Month: November 2016

Friends’ Asylum Demographics, 1817-1837

Over the first two decades the Friends’ Asylum admitted 540 patients. Fortunately, very good records survive—in the form of an Admissions Book, other admissions and discharge documents, Superintendent’s Daybook, and Medical Casebooks—that allow us to reconstruct what types of patients were at the Asylum, what forms of insanity staff at the Asylum recognized, where patients came from, how much they paid to stay there, and what sorts of treatment they received. Unfortunately, all that information is not (yet) in a form that is very handy. But even this overview of patient demographics drawn from the Admissions Book raises interesting questions.

Pages from the “Admission Book, Friends’ Asylum for the Insane” showing entries for patients nos. 369-414, admitted from October 23, 1833 to January 15, 1834.
Pages from the “Admission Book, Friends’ Asylum for the Insane” showing entries for patients nos. 369-414, admitted from October 23, 1833 to January 15, 1834.
Summary of Patients Admitted to Friends’ Asylum, 1817–1837
Total Single Married Widowed
Men 287 (53%) 154 (54%) 115 (40%) 15 (5%)
Women 253 (47%) 131 (52%) 82 (32%) 35 (14%)
Total 540 (100%) 285 (53%) 197 (37%) 50 (9%)

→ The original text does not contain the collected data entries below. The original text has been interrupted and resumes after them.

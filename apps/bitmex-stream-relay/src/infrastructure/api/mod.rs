//! Subscriber-Facing API
//!
//! Axum server exposing the subscription mutation endpoint and the
//! per-subscriber delivery socket.
//!
//! # Endpoints
//!
//! - `PATCH /api/v1/bit-mex/subscription` - Apply a [`SubscriptionRequest`]
//! - `GET /api/v1/bit-mex/ws` - Upgrade to the trade delivery WebSocket
//!
//! Both resolve the caller from `Authorization: Bearer <token>`; the socket
//! also accepts `?token=`.
//!
//! [`SubscriptionRequest`]: crate::domain::subscriber::SubscriptionRequest

mod error;
mod identity;
mod routes;
mod session;

use std::net::SocketAddr;
use std::sync::Arc;

use axum::{
    Router,
    routing::{get, patch},
};
use tokio::net::TcpListener;
use tokio_util::sync::CancellationToken;

use crate::application::ports::IdentityResolver;
use crate::application::services::SubscriptionService;
use crate::domain::connection::ConnectionRegistry;

pub use error::{ApiError, ErrorResponse};
pub use identity::{BearerTokenIdentity, bearer_token, resolve_caller};
pub use routes::{SessionQuery, SubscriptionResponse};
pub use session::{SessionEnd, run_session};

/// Subscription endpoint path.
pub const SUBSCRIPTION_PATH: &str = "/api/v1/bit-mex/subscription";

/// Delivery socket path.
pub const SESSION_PATH: &str = "/api/v1/bit-mex/ws";

/// Shared state for the API handlers.
pub struct ApiState {
    subscriptions: Arc<SubscriptionService>,
    connections: Arc<ConnectionRegistry>,
    identity: Arc<dyn IdentityResolver>,
    queue_capacity: usize,
    shutdown: CancellationToken,
}

impl ApiState {
    /// Create API state.
    #[must_use]
    pub fn new(
        subscriptions: Arc<SubscriptionService>,
        connections: Arc<ConnectionRegistry>,
        identity: Arc<dyn IdentityResolver>,
        queue_capacity: usize,
        shutdown: CancellationToken,
    ) -> Self {
        Self {
            subscriptions,
            connections,
            identity,
            queue_capacity,
            shutdown,
        }
    }
}

/// Build the API router.
pub fn create_router(state: Arc<ApiState>) -> Router {
    Router::new()
        .route(SUBSCRIPTION_PATH, patch(routes::update_subscription))
        .route(SESSION_PATH, get(routes::open_session))
        .with_state(state)
}

/// API server errors.
#[derive(Debug, thiserror::Error)]
pub enum ApiServerError {
    /// Failed to bind to port.
    #[error("failed to bind to port {0}: {1}")]
    BindFailed(u16, String),

    /// Server error.
    #[error("server error: {0}")]
    ServerFailed(String),
}

/// Subscription API HTTP server.
pub struct ApiServer {
    port: u16,
    state: Arc<ApiState>,
    cancel: CancellationToken,
}

impl ApiServer {
    /// Create a new API server.
    #[must_use]
    pub const fn new(port: u16, state: Arc<ApiState>, cancel: CancellationToken) -> Self {
        Self {
            port,
            state,
            cancel,
        }
    }

    /// Bind and serve until cancelled.
    ///
    /// # Errors
    ///
    /// Returns `ApiServerError` if binding fails or the server stops with an
    /// error.
    pub async fn run(self) -> Result<(), ApiServerError> {
        let addr = SocketAddr::from(([0, 0, 0, 0], self.port));
        let listener = TcpListener::bind(addr)
            .await
            .map_err(|e| ApiServerError::BindFailed(self.port, e.to_string()))?;

        self.serve(listener).await
    }

    /// Serve on an already bound listener until cancelled.
    ///
    /// # Errors
    ///
    /// Returns `ApiServerError` if the server stops with an error.
    pub async fn serve(self, listener: TcpListener) -> Result<(), ApiServerError> {
        let local = listener.local_addr().ok();
        tracing::info!(addr = ?local, "Subscription API listening");

        axum::serve(listener, create_router(self.state))
            .with_graceful_shutdown(self.cancel.cancelled_owned())
            .await
            .map_err(|e| ApiServerError::ServerFailed(e.to_string()))?;

        tracing::info!("Subscription API stopped");
        Ok(())
    }
}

In the first twenty years, the Asylum readmitted 74 patients more than once. One male patient was readmitted 10 times, another two were readmitted 6 times, approximately 60 were readmitted at least twice. Extreme readmission rates seem to have declined slightly in the 1830s, i.e., the numbers of patients readmitted more than twice.[1]

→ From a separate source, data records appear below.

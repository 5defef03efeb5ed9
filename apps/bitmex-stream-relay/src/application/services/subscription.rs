//! Subscription Mutation Service
//!
//! Validates and applies subscribe and unsubscribe requests. Every request
//! is validated completely before anything changes, then persisted, then
//! applied to the subscription index. Mutations are serialized per service.

use std::collections::HashSet;
use std::sync::Arc;

use tokio::sync::Mutex;

use crate::application::ports::{RepositoryError, SubscriberRepository};
use crate::application::services::SymbolRegistry;
use crate::domain::subscriber::{
    SubscriberId, SubscriberState, SubscriptionAction, SubscriptionRequest,
};
use crate::domain::subscription::SubscriptionIndex;
use crate::domain::symbols::Symbol;

// =============================================================================
// Errors
// =============================================================================

/// Errors from a subscription mutation.
#[derive(Debug, thiserror::Error)]
pub enum SubscriptionError {
    /// A requested symbol is not tradable.
    #[error("incorrect symbol: {0}")]
    IncorrectSymbol(Symbol),

    /// The subscriber already receives a requested symbol.
    #[error("you have already subscribed to {0}")]
    AlreadySubscribed(Symbol),

    /// The subscriber has no active subscription.
    #[error("you have already unsubscribed")]
    AlreadyUnsubscribed,

    /// Reading or writing the subscriber state failed.
    #[error(transparent)]
    Repository(#[from] RepositoryError),
}

impl SubscriptionError {
    /// Stable machine-readable reason code.
    #[must_use]
    pub const fn reason(&self) -> &'static str {
        match self {
            Self::IncorrectSymbol(_) => "incorrect_symbol",
            Self::AlreadySubscribed(_) => "already_subscribed",
            Self::AlreadyUnsubscribed => "already_unsubscribed",
            Self::Repository(RepositoryError::NotFound(_)) => "subscriber_not_found",
            Self::Repository(RepositoryError::Unavailable(_)) => "internal_error",
        }
    }

    /// Whether the request was rejected by validation, with nothing changed.
    #[must_use]
    pub const fn is_rejection(&self) -> bool {
        !matches!(self, Self::Repository(_))
    }
}

// =============================================================================
// Service
// =============================================================================

/// Applies subscription mutations to the index and the repository.
pub struct SubscriptionService {
    registry: Arc<SymbolRegistry>,
    index: Arc<SubscriptionIndex>,
    repository: Arc<dyn SubscriberRepository>,
    mutation_lock: Mutex<()>,
}

impl SubscriptionService {
    /// Create a service over the shared registry and index.
    pub fn new(
        registry: Arc<SymbolRegistry>,
        index: Arc<SubscriptionIndex>,
        repository: Arc<dyn SubscriberRepository>,
    ) -> Self {
        Self {
            registry,
            index,
            repository,
            mutation_lock: Mutex::new(()),
        }
    }

    /// Apply one request for a subscriber and return the persisted state.
    ///
    /// # Errors
    ///
    /// Returns a validation error with nothing changed, or
    /// [`SubscriptionError::Repository`] if the state cannot be read or
    /// written.
    pub async fn apply(
        &self,
        subscriber: SubscriberId,
        request: &SubscriptionRequest,
    ) -> Result<SubscriberState, SubscriptionError> {
        let _guard = self.mutation_lock.lock().await;
        let state = self.repository.get(subscriber).await?;

        let result = match request.action {
            SubscriptionAction::Subscribe if request.symbols.is_empty() => {
                self.subscribe_all(state).await
            }
            SubscriptionAction::Subscribe => self.subscribe_symbols(state, &request.symbols).await,
            SubscriptionAction::Unsubscribe => self.unsubscribe(state).await,
        };

        match &result {
            Ok(state) => tracing::info!(
                subscriber = %subscriber,
                action = ?request.action,
                symbols = state.symbols.len(),
                subscribed = state.subscribed,
                "Subscription updated"
            ),
            Err(e) if e.is_rejection() => tracing::debug!(
                subscriber = %subscriber,
                reason = e.reason(),
                "Subscription request rejected"
            ),
            Err(e) => tracing::error!(
                subscriber = %subscriber,
                error = %e,
                "Subscription update failed"
            ),
        }

        result
    }

    /// Idempotent: repeating it rewrites the same state.
    async fn subscribe_all(
        &self,
        state: SubscriberState,
    ) -> Result<SubscriberState, SubscriptionError> {
        let next = SubscriberState {
            subscriber_id: state.subscriber_id,
            subscribed: true,
            symbols: Vec::new(),
        };
        self.repository.update(&next).await?;

        let appended = self.index.follow_all(next.subscriber_id);
        tracing::debug!(subscriber = %next.subscriber_id, appended, "Following all symbols");
        Ok(next)
    }

    async fn subscribe_symbols(
        &self,
        state: SubscriberState,
        requested: &[Symbol],
    ) -> Result<SubscriberState, SubscriptionError> {
        let subscriber = state.subscriber_id;

        if requested.iter().any(|symbol| !self.index.is_known(symbol)) {
            if let Err(e) = self.registry.refresh().await {
                tracing::warn!(error = %e, "Refresh for unknown requested symbol failed");
            }
            if let Some(symbol) = requested.iter().find(|s| !self.index.is_known(s)) {
                return Err(SubscriptionError::IncorrectSymbol(symbol.clone()));
            }
        }

        let mut seen = HashSet::with_capacity(requested.len());
        for symbol in requested {
            if !seen.insert(symbol.as_str())
                || state.symbols.contains(symbol)
                || self.index.contains(symbol, subscriber)
            {
                return Err(SubscriptionError::AlreadySubscribed(symbol.clone()));
            }
        }

        let mut next = state;
        next.subscribed = true;
        next.symbols.extend(requested.iter().cloned());
        self.repository.update(&next).await?;

        for symbol in requested {
            self.index.append(symbol, subscriber);
        }
        Ok(next)
    }

    async fn unsubscribe(
        &self,
        state: SubscriberState,
    ) -> Result<SubscriberState, SubscriptionError> {
        if !state.subscribed {
            return Err(SubscriptionError::AlreadyUnsubscribed);
        }

        let next = SubscriberState::new(state.subscriber_id);
        self.repository.update(&next).await?;

        // Clear the mark first so no concurrent seed re-adds the subscriber.
        self.index.unfollow_all(next.subscriber_id);
        self.registry.forget_deferred(next.subscriber_id);
        let removed = self.index.remove_everywhere(next.subscriber_id);
        tracing::debug!(subscriber = %next.subscriber_id, removed, "Removed from all symbols");
        Ok(next)
    }
}

impl std::fmt::Debug for SubscriptionService {
    fn fmt(&self, f: &mut std::fmt::Formatter<'_>) -> std::fmt::Result {
        f.debug_struct("SubscriptionService").finish_non_exhaustive()
    }
}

Almost half the patients were discharged as “Restored,” but again that number disguises the fact that of the 24 patients admitted three times or more, they were discharged 27 times as “Restored.” In the case of the male patient admitted 10 times, he was discharged 8 times “Restored.”

Patients Condition on Discharge from the Asylum
Total Admissions Restored Much Improved Improved Stationary Died
Men 286 130 (45%) 34 (12%) 30 (10%) 39 (14%) 53 (19%)
Women 253 104 (41%) 33 (13%) 34 (13%) 34 (13%) 48 (19%)
Total 539 235 (44%) 67 (12%) 64 (12%) 73 (14%) 101 (19%)

Before being admitted to the Asylum patients had suffered from their affliction anywhere from 2 days to 48 years. The average length of time admitted patients had been insane was about 3 years and 4 months. Patients stayed in the Asylum as few at a couple days (many of these very short stays ended in the patient’s death) to nearly 47 years (many of these very long stays also ended in death, though probably for different reasons). 70 patients (42 males; 28 females) admitted during these first two decades spent less than a month in the Asylum. 30 patients (18 males; 12 females)admitted during the same period spent more than 10 years in the Asylum.

While the vast majority of patients were local—198 from Philadelphia, 189 from Pennsylvania, and 88 from New Jersey—as the Asylum’s reputation grew in the 1830s patients started turning up from more distant places, e.g., Virginia, North and South Carolinas, Ohio, and Indiana.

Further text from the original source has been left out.